Je te regarde, et c’est l’inconfort que je vois. Le malheur. La colère, sourde, malsaine. Celle qui reste longtemps, le couteau au creux des yeux. Et les regards que tu évites, et les allusions que tu ignores. Et le gouffre qui se creuse, et toi qui s’éloigne.

Il est trop tard. J’aurais voulu savoir que tu voulais plus. Que tu t’intéressais à moi comme femme, et non comment dévidoir d’hormones à embrasser à temps perdu. Que tu m’écrivais des petites phrases drôles, souvent peu pertinentes, pour m’incorporer un peu dans ton quotidien. Que l’engagement, ça t’aurait sûrement plus intéressé que ça, mais que le rôle du pansement post-rupture, ça ne te disait rien. J’aurais voulu savoir, et les choses auraient peut-être tourné différemment, pas au vinaigre et à la rancœur en tout cas.

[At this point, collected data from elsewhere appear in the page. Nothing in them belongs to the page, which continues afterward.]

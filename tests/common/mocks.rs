//! Mock implementations for testing.
//!
//! This module provides a mock LLM client that can be used across different
//! test files without duplication.

use async_trait::async_trait;
use copyedit::llm::LLMClient;
use copyedit::types::{AppError, Result};
use parking_lot::Mutex;
use std::time::Duration;

/// Mock LLM client for testing with configurable responses.
///
/// Replies with a fixed text (or `edited <n>` for the n-th call), can fail on
/// a given call, refuse the health probe, or hold each call for a while so a
/// run stays active. Every prompt it receives is recorded.
///
/// # Examples
///
/// ```ignore
/// let client = MockLLMClient::new("Edited.");
/// let client = MockLLMClient::numbered().failing_on(2);
/// let client = MockLLMClient::new("x").unavailable();
/// ```
pub struct MockLLMClient {
    response: Option<String>,
    fail_on: Option<usize>,
    available: bool,
    delay: Option<Duration>,
    prompts: Mutex<Vec<String>>,
}

impl MockLLMClient {
    /// Create a new mock client that returns the given response.
    pub fn new(response: &str) -> Self {
        Self {
            response: Some(response.to_string()),
            fail_on: None,
            available: true,
            delay: None,
            prompts: Mutex::new(Vec::new()),
        }
    }

    /// Create a mock client that answers `edited <n>` to the n-th call.
    pub fn numbered() -> Self {
        Self {
            response: None,
            ..Self::new("")
        }
    }

    /// Fail the given (1-based) call with a service error.
    pub fn failing_on(mut self, call: usize) -> Self {
        self.fail_on = Some(call);
        self
    }

    /// Refuse the health probe.
    pub fn unavailable(mut self) -> Self {
        self.available = false;
        self
    }

    /// Hold every generation call for `delay`.
    pub fn with_delay(mut self, delay: Duration) -> Self {
        self.delay = Some(delay);
        self
    }

    /// Prompts received so far, in order.
    pub fn prompts(&self) -> Vec<String> {
        self.prompts.lock().clone()
    }

    pub fn calls(&self) -> usize {
        self.prompts.lock().len()
    }
}

#[async_trait]
impl LLMClient for MockLLMClient {
    async fn generate(&self, prompt: &str) -> Result<String> {
        let call = {
            let mut prompts = self.prompts.lock();
            prompts.push(prompt.to_string());
            prompts.len()
        };

        if let Some(delay) = self.delay {
            tokio::time::sleep(delay).await;
        }

        if self.fail_on == Some(call) {
            return Err(AppError::ServiceError("Mock LLM failure".to_string()));
        }

        Ok(match &self.response {
            Some(response) => response.clone(),
            None => format!("edited {}", call),
        })
    }

    async fn health_check(&self) -> Result<()> {
        if self.available {
            Ok(())
        } else {
            Err(AppError::ServiceUnavailable(
                "Mock service is down".to_string(),
            ))
        }
    }

    fn model_name(&self) -> &str {
        "mock-model"
    }
}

Il est trop tard. Tu m’évites, me méprise, et je te vois de moins en moins dans l’étalement statique des jours. Tu ne penses plus à ce qui s’est passé, me fuis par habitude, peut-être, ou pour les raisons qui sont les tiennes et que je n’ai toujours pas comprises. Tu as oublié, tu penses à autre chose, tu as peut-être quelqu’un, la fille rouge de l’autre soir, et je ne te convaincrai pas de sitôt de m’accorder une seconde chance.

Mais l’insomnie a de ses lubies, et je n’ai pas encore appris jusqu’où pousser ma luck.

Je ne sais pas si tu sais à quel point je t’estime encore, malgré tout, mon opportunisme, ta rancune, nos différends.

Je ne sais pas si tu comprends l’importance de mon sentiment d’impuissance et la douleur de devoir subir ton silence.

Ma gorge est sèche, mes yeux aussi. Mais j’ai le poids du monde en moi, et tout me revient toujours en tête, des bribes cinématographiques de moments partagés dans le secret d’un entre-toit, la sensation indélébile de ta bouche sur mon épaule.

Explique moi que tout cela cesse. Raconte-moi tes raisons, tes impressions, que je retrouve un peu de sommeil dans le vide de mon lit.

Six mois de silence, et rien n’est mort.

Tu me manques comme tu ne devrais pas me manquer.

Voilà. Je t’ai écrit comme si j’allais ne jamais t’envoyer cette lettre. Parce que, de toute façon, c’est ce que je vais faire. Me taire encore. Sourire pour la forme. Faire la tournée des bars, et feindre le plaisir. L’insouciance. Étouffer le flot de paroles que je te dois. Puis laisser l’hiver atrophier à jamais nos langues gelées, et enterrer toutes ces choses que nous ne sommes pas dites sous la terre glacée de janvier.